Boblo Island development outlined

 

By Karen Fallon

Vice-president of development with Amico, Cindy Prince and colleague Sandra Couloufis, appeared before council to give an “Island update,” on May 14.

Prince says as she was getting a number of inquiries from administration regarding what was happing on Boblo Island she decided to appear in person to provide answers.

“We are always very happy to talk about Boblo,” said Prince, who described the property as a jewel in the crown of Amherstburg.

Currently tax revenues from Boblo Island total approximately $120,000. When fully developed, noted Prince, this figure will be in the area of $500,000.

“The more our tax base increases, the less our property taxes will,” pointed out Mayor Wayne Hurst.

When answering concerns regarding environmental issues versus development Prince says representatives from the Ministry of Natural Resources are regular visitors to the island.

Their presence there is said to ensure that development on the island meets the standards set out by the ministry.

There are also two environmental consulting teams hired by Amico that are studying the island and who report to the MNR, said Prince.

“I know that Boblo is a very special place and it is a place that has to be protected and treated carefully,” she said. “That is why we are spending all of the time; all of the resources that we have to ensure what we are doing is right.”

The wetland on the north side of the island is currently undergoing “substantial studies” to determine what can be done in that area.

Councillor Diane Pouget says that she has concerns regarding what appears to be in-filling of what was originally a wetland area.

The councilor also noted that she has received complaints from some residents of the island regarding the removal of trees.
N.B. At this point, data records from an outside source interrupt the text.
use std::path::{Path, PathBuf};

use serde::{Deserialize, Serialize};
use sf_core::{PixelGrid, Rgba};

use crate::error::{SimError, SimResult};

/// One entry of the level table.
#[derive(Debug, Clone, PartialEq, Eq, Serialize, Deserialize)]
pub struct LevelSpec {
    /// Map image, relative to the manifest until the manifest is loaded.
    pub map: PathBuf,
    /// Line shown to the player while the level runs.
    #[serde(default)]
    pub description: String,
    /// Attackers granted when the level starts.
    #[serde(default)]
    pub starting_minions: u32,
}

/// The ordered level table, read from JSON.
///
/// ```json
/// { "levels": [ { "map": "maps/01.png", "description": "Hello", "starting_minions": 20 } ] }
/// ```
#[derive(Debug, Clone, Default, PartialEq, Eq, Serialize, Deserialize)]
pub struct LevelManifest {
    /// Levels in play order.
    pub levels: Vec<LevelSpec>,
}

impl LevelManifest {
    /// Read a manifest file. Map paths are resolved against its directory.
    pub fn load(path: &Path) -> SimResult<Self> {
        let text = std::fs::read_to_string(path)
            .map_err(|e| SimError::Manifest(format!("{}: {e}", path.display())))?;
        let base = path.parent().unwrap_or_else(|| Path::new("."));
        Self::from_json(&text, base)
    }

    /// Parse a manifest, resolving relative map paths against `base`.
    pub fn from_json(text: &str, base: &Path) -> SimResult<Self> {
        let mut manifest: Self =
            serde_json::from_str(text).map_err(|e| SimError::Manifest(e.to_string()))?;
        if manifest.levels.is_empty() {
            return Err(SimError::NoLevels);
        }
        for level in &mut manifest.levels {
            if level.map.is_relative() {
                level.map = base.join(&level.map);
            }
        }
        Ok(manifest)
    }
}

/// Where level maps come from.
pub trait MapSource {
    /// Produce the pixel grid for `level`.
    fn load_map(&self, level: &LevelSpec) -> SimResult<PixelGrid>;
}

/// Reads map images from disk.
#[derive(Debug, Clone, Copy, Default)]
pub struct ImageMapSource;

impl MapSource for ImageMapSource {
    fn load_map(&self, level: &LevelSpec) -> SimResult<PixelGrid> {
        load_pixel_grid(&level.map)
    }
}

impl<F> MapSource for F
where
    F: Fn(&LevelSpec) -> SimResult<PixelGrid>,
{
    fn load_map(&self, level: &LevelSpec) -> SimResult<PixelGrid> {
        self(level)
    }
}

/// Decode an image file into RGBA pixels.
pub fn load_pixel_grid(path: &Path) -> SimResult<PixelGrid> {
    let map_error = |reason: String| SimError::MapLoad {
        path: path.to_path_buf(),
        reason,
    };
    let image = image::open(path)
        .map_err(|e| map_error(e.to_string()))?
        .to_rgba8();
    let (width, height) = image.dimensions();
    let pixels = image
        .pixels()
        .map(|pixel| {
            let [r, g, b, a] = pixel.0;
            Rgba::new(r, g, b, a)
        })
        .collect();
    Ok(PixelGrid::new(width as usize, height as usize, pixels)?)
}
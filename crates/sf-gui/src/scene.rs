//! Painting the terrain, the kernel's draw list, and the HUD.
//!
//! Every sprite is a flat shape. Sizes are in world pixels, so the camera set
//! up by [`Viewport`](crate::theme::Viewport) does all the scaling.

use macroquad::prelude::*;
use sf_core::Terrain;
use sf_simulation::particle::ParticleSprite;
use sf_simulation::render::{FLASH_SPRITE_SIZE, palette};
use sf_simulation::{DrawCommand, Simulation, Sprite, draw_list};

use crate::theme::{self, HUD_SHADOW, HUD_TEXT, MINION_SIZE, SHADOW_RADII, TOWER_SIZE};

/// Checkerboard terrain.
pub fn draw_tiles(sim: &Simulation) {
    let tiles = sim.world().tiles();
    let size = tiles.tile_size();
    for (x, y, terrain) in tiles.cells() {
        let light = (x + y) % 2 == 0;
        // Traps are hidden, so their trigger cells look like ground.
        let rgba = match (terrain, light) {
            (Terrain::Ground | Terrain::TrapTrigger, true) => palette::GROUND_LIGHT,
            (Terrain::Ground | Terrain::TrapTrigger, false) => palette::GROUND_DARK,
            (Terrain::Placeable, true) => palette::PLACEABLE_LIGHT,
            (Terrain::Placeable, false) => palette::PLACEABLE_DARK,
            (Terrain::Void, true) => palette::BACKGROUND_LIGHT,
            (Terrain::Void, false) => palette::BACKGROUND_DARK,
        };
        draw_rectangle(x as f32 * size, y as f32 * size, size, size, theme::color(rgba));
    }
}

/// Every live entity, shadows first, back to front.
pub fn draw_entities(sim: &Simulation) {
    for command in draw_list(sim.world()) {
        draw_command(&command);
    }
}

fn draw_command(command: &DrawCommand) {
    let at = command.screen_position();
    let (x, y) = (at.x, at.y);
    let scale = command.scale;
    match command.sprite {
        Sprite::Shadow => {
            draw_ellipse(
                x,
                y,
                SHADOW_RADII.0 * scale.x,
                SHADOW_RADII.1 * scale.y,
                0.0,
                theme::color(command.tint),
            );
        }
        Sprite::Minion(_) => {
            let (w, h) = (MINION_SIZE.0 * scale.x, MINION_SIZE.1 * scale.y);
            let color = theme::tinted(WHITE, command.tint);
            let left = x - w * command.anchor.x;
            let top = y - h * command.anchor.y;
            draw_ellipse(left + w / 2.0, top + h / 2.0, w / 2.0, h / 2.0, 0.0, color);
            // Eye on the facing side.
            let eye = if command.flip { left + w * 0.3 } else { left + w * 0.7 };
            draw_circle(eye, top + h * 0.35, 2.5, BLACK);
        }
        Sprite::Tower(_) => {
            let (w, h) = (TOWER_SIZE.0 * scale.x, TOWER_SIZE.1 * scale.y);
            let left = x - w * command.anchor.x;
            let top = y - h * command.anchor.y;
            draw_rectangle(left, top, w, h, theme::tinted(LIGHTGRAY, command.tint));
            draw_rectangle_lines(left, top, w, h, 3.0, DARKGRAY);
            if let Some(health) = command.label {
                let text = health.to_string();
                let dims = measure_text(&text, None, 28, 1.0);
                draw_text(&text, x - dims.width / 2.0, top - 6.0, 28.0, WHITE);
            }
        }
        Sprite::Arrow => shape(command, 4.0, 24.0, BROWN),
        Sprite::Shell => {
            draw_circle(x, y, 8.0 * scale.x, DARKGRAY);
        }
        Sprite::Trap => shape(command, 24.0, 10.0, Color::new(0.3, 0.3, 0.3, 0.5)),
        Sprite::Particle(ParticleSprite::Dust) => {
            draw_circle(x, y, 10.0 * scale.x, theme::tinted(BEIGE, command.tint));
        }
        Sprite::Particle(ParticleSprite::Flash) => {
            draw_circle(
                x,
                y,
                FLASH_SPRITE_SIZE / 2.0 * scale.x,
                theme::tinted(WHITE, command.tint),
            );
        }
        Sprite::Particle(ParticleSprite::Brick) => shape(command, 10.0, 6.0, BROWN),
    }
}

/// A rotated rectangle pivoting on the command's anchor.
fn shape(command: &DrawCommand, w: f32, h: f32, base: Color) {
    let at = command.screen_position();
    draw_rectangle_ex(
        at.x,
        at.y,
        w * command.scale.x,
        h * command.scale.y,
        DrawRectangleParams {
            offset: vec2(command.anchor.x, command.anchor.y),
            rotation: command.rotation,
            color: theme::tinted(base, command.tint),
        },
    );
}

/// Inventory, level name, key hints, and the transition fade.
pub fn draw_hud(sim: &Simulation, world_w: f32, world_h: f32) {
    let level = sim.level();
    let title = if level.description.is_empty() {
        format!("Level {}", sim.current_level() + 1)
    } else {
        format!("Level {}: {}", sim.current_level() + 1, level.description)
    };
    shadowed_text(&title, 16.0, 36.0, 32.0);
    shadowed_text(
        &format!("Minions: {}", sim.world().inventory()),
        16.0,
        72.0,
        32.0,
    );
    shadowed_text(
        "R reload   N next   M previous   right click: defender",
        16.0,
        world_h - 16.0,
        22.0,
    );

    if let Some(transition) = sim.transition() {
        let fade = transition.progress().clamp(0.0, 1.0);
        draw_rectangle(0.0, 0.0, world_w, world_h, Color::new(0.0, 0.0, 0.0, fade));
    }
}

fn shadowed_text(text: &str, x: f32, y: f32, size: f32) {
    draw_text(text, x + 2.0, y + 2.0, size, HUD_SHADOW);
    draw_text(text, x, y, size, HUD_TEXT);
}
//! Blasts that wipe out every minion in a radius.

use glam::Vec2;
use tracing::debug;

use crate::effects;
use crate::event::{SimEventKind, SoundCue};
use crate::spatial::SideFilter;
use crate::world::World;

/// Destroy every minion of either side within `radius` of `center`.
///
/// Negative radii count as zero. Spawns the explosion effect and returns how
/// many minions died.
pub fn detonate(world: &mut World, center: Vec2, radius: f32) -> usize {
    let radius = radius.max(0.0);
    let victims = world
        .spatial
        .query(&world.minions, center, radius, SideFilter::Both);
    let killed = victims.into_iter().filter(|id| world.destroy(*id)).count();

    effects::explosion(world, center, radius);
    world.sound(SoundCue::Explosion, center, 1.0, 1.0);
    world.emit(
        SimEventKind::Detonation {
            center,
            radius,
            killed,
        },
        format!(
            "detonation at ({:.0}, {:.0}) r={radius:.0} killed {killed}",
            center.x, center.y
        ),
    );
    debug!(killed, radius, "detonation");
    killed
}
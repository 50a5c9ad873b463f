use serde::{Deserialize, Serialize};
use sf_core::{EntityKind, Side, TowerArchetype};

use crate::error::{SimError, SimResult};
use crate::projectile::ArcProfile;

/// Pool sizes, one per entity kind.
#[derive(Debug, Clone, PartialEq, Eq, Serialize, Deserialize)]
#[serde(default)]
pub struct Capacities {
    /// Minion slots (both sides share one pool).
    pub minions: usize,
    /// Tower slots.
    pub towers: usize,
    /// Projectile slots.
    pub projectiles: usize,
    /// Trap slots.
    pub traps: usize,
    /// Particle slots.
    pub particles: usize,
}

impl Default for Capacities {
    fn default() -> Self {
        Self {
            minions: 1000,
            towers: 10,
            projectiles: 1000,
            traps: 30,
            particles: 1000,
        }
    }
}

/// Firing parameters of one tower archetype.
#[derive(Debug, Clone, Copy, PartialEq, Serialize, Deserialize)]
pub struct TowerStats {
    /// Acquisition radius in pixels. Unused by spawners.
    pub radius: f32,
    /// Seconds between shots (or spawns).
    pub period: f32,
    /// Projectile travel speed in pixels per second. Unused by spawners.
    pub projectile_speed: f32,
}

/// Seconds each level transition waits before the new level loads.
#[derive(Debug, Clone, Copy, PartialEq, Serialize, Deserialize)]
#[serde(default)]
pub struct TransitionTimes {
    /// Delay after the last tower falls.
    pub advance: f32,
    /// Delay before reloading the current level.
    pub reload: f32,
    /// Delay before stepping back one level.
    pub previous: f32,
}

impl Default for TransitionTimes {
    fn default() -> Self {
        Self {
            advance: 3.0,
            reload: 1.0,
            previous: 1.0,
        }
    }
}

/// Configuration for a simulation run.
///
/// Every field has a default, so a JSON override file only needs to name the
/// values it changes.
#[derive(Debug, Clone, PartialEq, Serialize, Deserialize)]
#[serde(default)]
pub struct SimConfig {
    /// RNG seed for deterministic simulation.
    pub seed: u64,
    /// Edge length of one map tile in pixels.
    pub tile_size: f32,
    /// Maximum event log size (oldest events dropped when exceeded). 0 = unlimited.
    pub max_events: usize,
    /// Pool sizes.
    pub capacities: Capacities,
    /// Attacker walking speed in pixels per second.
    pub attacker_speed: f32,
    /// Defender walking speed in pixels per second.
    pub defender_speed: f32,
    /// Distance at which a minion strikes its target.
    pub melee_range: f32,
    /// Fallback search radius for defenders.
    pub defender_short_radius: f32,
    /// Search radius for unclaimed prey.
    pub defender_view_radius: f32,
    /// Ranged tower parameters.
    pub ranged: TowerStats,
    /// Area tower parameters.
    pub area: TowerStats,
    /// Spawner tower parameters.
    pub spawner: TowerStats,
    /// Distance from a spawner at which defenders appear.
    pub spawner_spawn_radius: f32,
    /// Spawners stop producing while this many defenders are alive.
    pub max_defenders: usize,
    /// Inventory refund per point of starting tower health.
    pub reward_per_health: u32,
    /// Lower bound on projectile flight time in seconds.
    pub min_flight_time: f32,
    /// Blast radius of an area shell.
    pub shell_blast_radius: f32,
    /// Distance at which a trap notices an attacker.
    pub trap_trigger_radius: f32,
    /// Blast radius of a trap.
    pub trap_blast_radius: f32,
    /// Height profile of projectile flight.
    pub arc: ArcProfile,
    /// Minimum pointer travel before a drag places another attacker.
    pub placement_spacing: f32,
    /// Level transition delays.
    pub transitions: TransitionTimes,
}

impl Default for SimConfig {
    fn default() -> Self {
        Self {
            seed: 42,
            tile_size: 60.0,
            max_events: 5000,
            capacities: Capacities::default(),
            attacker_speed: 100.0,
            defender_speed: 80.0,
            melee_range: 8.0,
            defender_short_radius: 60.0,
            defender_view_radius: 150.0,
            ranged: TowerStats {
                radius: 320.0,
                period: 0.4,
                projectile_speed: 320.0,
            },
            area: TowerStats {
                radius: 160.0,
                period: 1.8,
                projectile_speed: 320.0,
            },
            spawner: TowerStats {
                radius: 0.0,
                period: 2.0,
                projectile_speed: 0.0,
            },
            spawner_spawn_radius: 40.0,
            max_defenders: 60,
            reward_per_health: 2,
            min_flight_time: 0.1,
            shell_blast_radius: 70.0,
            trap_trigger_radius: 40.0,
            trap_blast_radius: 120.0,
            arc: ArcProfile::default(),
            placement_spacing: 10.0,
            transitions: TransitionTimes::default(),
        }
    }
}

impl SimConfig {
    /// Parse a JSON override document on top of the defaults.
    pub fn from_json(text: &str) -> SimResult<Self> {
        let config: Self = serde_json::from_str(text).map_err(|e| SimError::Config(e.to_string()))?;
        config.validate()?;
        Ok(config)
    }

    /// Reject values the simulation cannot run with.
    pub fn validate(&self) -> SimResult<()> {
        if self.tile_size.is_nan() || self.tile_size <= 0.0 {
            return Err(SimError::Config(format!(
                "tile_size must be positive, got {}",
                self.tile_size
            )));
        }
        for (name, stats) in [
            ("ranged", &self.ranged),
            ("area", &self.area),
            ("spawner", &self.spawner),
        ] {
            if stats.period.is_nan() || stats.period <= 0.0 {
                return Err(SimError::Config(format!(
                    "{name} period must be positive, got {}",
                    stats.period
                )));
            }
        }
        Ok(())
    }

    /// Firing parameters of `archetype`.
    pub fn tower_stats(&self, archetype: TowerArchetype) -> &TowerStats {
        match archetype {
            TowerArchetype::Ranged => &self.ranged,
            TowerArchetype::Area => &self.area,
            TowerArchetype::Spawner => &self.spawner,
        }
    }

    /// Walking speed of `side`.
    pub fn speed(&self, side: Side) -> f32 {
        match side {
            Side::Attacker => self.attacker_speed,
            Side::Defender => self.defender_speed,
        }
    }

    /// Pool size for `kind`.
    pub fn capacity(&self, kind: EntityKind) -> usize {
        match kind {
            EntityKind::Minion => self.capacities.minions,
            EntityKind::Tower => self.capacities.towers,
            EntityKind::Projectile => self.capacities.projectiles,
            EntityKind::Trap => self.capacities.traps,
            EntityKind::Particle => self.capacities.particles,
        }
    }

    /// Set the RNG seed for deterministic simulation.
    pub fn with_seed(mut self, seed: u64) -> Self {
        self.seed = seed;
        self
    }

    /// Set the tile edge length in pixels.
    pub fn with_tile_size(mut self, tile_size: f32) -> Self {
        self.tile_size = tile_size;
        self
    }

    /// Set the maximum event log size (0 = unlimited).
    pub fn with_max_events(mut self, max: usize) -> Self {
        self.max_events = max;
        self
    }

    /// Set the pool size for one entity kind.
    pub fn with_capacity(mut self, kind: EntityKind, capacity: usize) -> Self {
        match kind {
            EntityKind::Minion => self.capacities.minions = capacity,
            EntityKind::Tower => self.capacities.towers = capacity,
            EntityKind::Projectile => self.capacities.projectiles = capacity,
            EntityKind::Trap => self.capacities.traps = capacity,
            EntityKind::Particle => self.capacities.particles = capacity,
        }
        self
    }

    /// Set the live defender cap for spawner towers.
    pub fn with_max_defenders(mut self, max: usize) -> Self {
        self.max_defenders = max;
        self
    }

    /// Set all level transition delays at once.
    pub fn with_transitions(mut self, transitions: TransitionTimes) -> Self {
        self.transitions = transitions;
        self
    }
}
Photographic evidence, she says, provided by several residents reveal two large lumber trucks removing the debris from what looked like more than the amount specified by Prince.

Prince says there were only 10 mature trees along with some brush and shrubs removed from the area where houses are to be built.

There always seem to be controversy over the Island,” said councilor Robert Pillon. “But one thing we have to realize, that island will produce a good portion of our tax base when completed.”

“That is almost like an industry to us once you get it going, added Pillon.

It would be a good idea to have administration provide council with a list of the sensitive areas on Boblo so that they can “assist you when working with the appropriate ministries to get this to fruition,” says councilor John Sutton.

“This council has to work with developers to ensure that, a, the rules are followed and b, that we foster an environment that is friendly and cooperative in spirit,” said Sutton.

On the south side of the island soya beans are being planted in connection with the farming initiative being undertaken on the island to ensure the agricultural tax credit is forthcoming.

And once again there are eagles nesting on the island says Prince. “We are very excited once again to announce that our eagles have eaglets and they are very happy in the nest.”

Prince explained that the island ferry, subsidize to the tune of $500,000 annually by Amico, is going to be refurbished this year.

In response to councilor Robert Pillon’s inquiry about the “old dance hall” Prince responded that they are willing to make the dance hall available to anyone who wants to invest money in it.

“As you can see from some of the things we shared with you this evening we are not in a financial position to upgrade the building at this time,” said Prince. “However, we are not looking to harm it in any way. We do what we can with the budget we have to keep it in as good a condition as we can.”